Je m'adressai à Elles car, la question leur était destinée à l'un comme à l'autre.

- Cette pièce, que vous m'avez permis de trouver, pourquoi me la réclamer maintenant ?

- Elle est chose terrestre et ne pouvait-être trouvée par un dieu, tout simplement ! expliqua-t-elle.

- Et pourquoi en avez-vous besoin maintenant ?

- Ahhhh...... s'agaça-t-Elles. Cesse donc de poser des questions et rends-la moi.

- Non ! A moi ! reprit-Elles.

Je la regardai et les images de Poseïdon et d'Athéna se superposaient. Je ressentis un léger picotement dans ma main. La pièce semblait remuer. Je l'approchai et, sur la troisième face, je vis que les serpents qui encadraient l'amphore rampaient sous le métal, comme pour s'en extraire. Cela faisait penser aux filaires, ces vers parasites qui s'insinuent sous le derme et vivent à fleur de peau.

- Cette pièce est une offrande que tu dois me remettre, expliqua-t-Elles. Après qu'Aglauros, Hersê et Pandrosos eurent jeté l'amphore contenant Erechthenios, Héphaïstos s'en empara et la dissimula dans la troisième face d'une monnaie.

- Et si je fais l'offrande de cette pièce à Athéna, elle libère Erechtheion et garde le contrôle d'Athènes... Et de même si je l'offre à Poseïdon...

- Héhé, voilà... fit-Elles en haussant les épaules. Tu as tout compris.

- Mais... je ne peux choisir ! Vous n'êtes qu'un seul corps ! Comment saurai-je à qui je...

- Ne t'occupe pas et donne, fit-Elles d'une voix lasse que j'aurais volontiers attribuée à Poseïdon.

- Ah non ! fit-Elles aussitôt. Dès que j'aurai la pièce il va se dédoubler et je reprendrai mon apparence initiale.

- Mais que se passera-t-il si je garde cette pièce ?

Sous le métal, les serpents s'agitaient de plus en plus. La monnaie prenait du relief et je m'attendais à ce que, d'un instant à l'autre, les reptiles surgissent.

- Si tu ne te dépêches pas, sombre crétin de mortel, Erechthenios va reprendre corps et...

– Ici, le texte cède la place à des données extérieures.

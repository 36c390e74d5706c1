//! Telegram webhook endpoint

use crate::api::ApiError;
use crate::api::webhook::schemas::{Acknowledgement, Event, Update};
use crate::core::traits::RegistrationService;
use async_trait::async_trait;
use axum::extract::{FromRequest, Request};
use axum::http::StatusCode;
use axum::routing::post;
use axum::{Json, Router};
use di_axum::Inject;
use log::debug;

pub fn router() -> Router {
    Router::new()
        .route("/", post(receive_update).fallback(method_not_allowed))
        .route("/webhook", post(receive_update).fallback(method_not_allowed))
}

/// A webhook update parsed from the JSON body. Malformed bodies are rejected
/// with `400` and a JSON error instead of axum's plain text rejection.
#[derive(Debug)]
pub struct WebhookUpdate(pub Update);

#[async_trait]
impl<S> FromRequest<S> for WebhookUpdate
where
    S: Send + Sync,
{
    type Rejection = ApiError;

    async fn from_request(req: Request, state: &S) -> Result<Self, ApiError> {
        let Json(update) = Json::<Update>::from_request(req, state)
            .await
            .map_err(|rejection| ApiError::BadRequest(rejection.body_text()))?;

        Ok(WebhookUpdate(update))
    }
}

async fn receive_update(
    Inject(registration_service): Inject<dyn RegistrationService>,
    WebhookUpdate(update): WebhookUpdate,
) -> (StatusCode, Json<Acknowledgement>) {
    let events = update.events();
    if events.is_empty() {
        debug!("update carries nothing to dispatch: {update:?}");
    }

    for event in events {
        match event {
            Event::Start { chat_id, user_id } => {
                registration_service.welcome(chat_id, user_id).await
            }
            Event::Text {
                chat_id,
                user_id,
                text,
            } => registration_service.handle_text(chat_id, user_id, text).await,
            Event::Callback {
                chat_id,
                user_id,
                query_id,
                action,
            } => {
                registration_service
                    .select_role(chat_id, user_id, query_id, action)
                    .await
            }
        }
    }

    (StatusCode::OK, Json(Acknowledgement::success()))
}

async fn method_not_allowed() -> ApiError {
    ApiError::MethodNotAllowed
}

pub mod schemas {
    use crate::infrastructure::entities::{ChatId, UserId};
    use serde::{Deserialize, Serialize};

    const START_COMMAND: &str = "/start";

    #[derive(Deserialize, Debug)]
    pub struct Chat {
        pub id: ChatId,
    }

    #[derive(Deserialize, Debug)]
    pub struct User {
        pub id: UserId,
    }

    #[derive(Deserialize, Debug)]
    pub struct Message {
        pub chat: Chat,
        pub from: User,
        pub text: Option<String>,
    }

    /// The message an inline keyboard was attached to.
    #[derive(Deserialize, Debug)]
    pub struct CallbackMessage {
        pub chat: Chat,
    }

    #[derive(Deserialize, Debug)]
    pub struct CallbackQuery {
        pub id: Option<String>,
        pub message: CallbackMessage,
        pub from: User,
        pub data: Option<String>,
    }

    /// The subset of a Telegram `Update` the bot reacts to. Other update kinds
    /// deserialize with both fields empty.
    #[derive(Deserialize, Debug, Default)]
    pub struct Update {
        pub message: Option<Message>,
        pub callback_query: Option<CallbackQuery>,
    }

    #[derive(Debug, Clone, PartialEq, Eq)]
    pub enum Event<'a> {
        Start {
            chat_id: ChatId,
            user_id: UserId,
        },
        Text {
            chat_id: ChatId,
            user_id: UserId,
            text: &'a str,
        },
        Callback {
            chat_id: ChatId,
            user_id: UserId,
            query_id: Option<&'a str>,
            action: &'a str,
        },
    }

    impl Update {
        /// Classifies the update. Message text goes first, then the callback.
        pub fn events(&self) -> Vec<Event<'_>> {
            let mut events = Vec::new();

            if let Some(message) = &self.message
                && let Some(text) = message.text.as_deref()
            {
                let (chat_id, user_id) = (message.chat.id, message.from.id);
                events.push(if text.starts_with(START_COMMAND) {
                    Event::Start { chat_id, user_id }
                } else {
                    Event::Text {
                        chat_id,
                        user_id,
                        text,
                    }
                });
            }

            if let Some(query) = &self.callback_query
                && let Some(action) = query.data.as_deref()
            {
                events.push(Event::Callback {
                    chat_id: query.message.chat.id,
                    user_id: query.from.id,
                    query_id: query.id.as_deref(),
                    action,
                });
            }

            events
        }
    }

    #[derive(Serialize, Debug, PartialEq, Eq)]
    pub struct Acknowledgement {
        pub status: &'static str,
    }

    impl Acknowledgement {
        pub fn success() -> Acknowledgement {
            Acknowledgement { status: "success" }
        }
    }
}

Elles ne termina pas sa phrase. Je sentis dans ma paume le contact froid des écailles. Le premier serpent sauta hors de ma main se dirigea tout droit vers Elles. La peur se lisait sur son visage. Ses yeux verts étaient de plus en plus pâles, comme javellisés par la panique. Pourtant, Elles ne bougeait pas, une partie d'Elles-même l'empêchait de fuir.

Je ne saurais dire qui, d'Athéna ou de Poseïdon, retenait l'autre mais il se dégageait, de ce combat solitaire et immobile, une intensité qui m'effrayait tant que la mort qu'instillaient les crocs du second serpent dans ma chair m'apparut comme un espoir de délivrance. Une douce chaleur commença à irradier mon bras.

Dès qu'Elles fut mordue, Elles s'écroula comme une enveloppe sans âme.

Le monde s'effaçait lentement de mon esprit. L'horizon se gommait peu à peu. Je ne souffrais pas et, plus la conscience de mon corps s'estompait, plus il me semblait gagner en lucidité.

Je regardai encore une fois la pièce dans ma main. Je la fis tourner et retourner... Elle ne présentait plus que deux faces. A mes pieds, je distinguais les restes d'une amphore brisée. Je les ramassais et m'approchais du corps inerte d'Elles, tombée au bord de la pierraille d'un chemin. Elles était dure et froide comme la pierre qu'elle était en train de redevenir.

Je repoussai vers Elles les fragments de poterie et déposai à ses pieds, la pièce à l'effigie d'Athéna. Le serpent quitta mon poignet et rejoignit son jumeau. Ils se coulèrent dans une faille de la roche, emmenant avec eux la monnaie et les restes de l'amphore.

Si tout cela s'est produit, ce devait être au pied du Parthénon. Et c'est probablement moi que l'on retrouva mort, mordu par une vipère.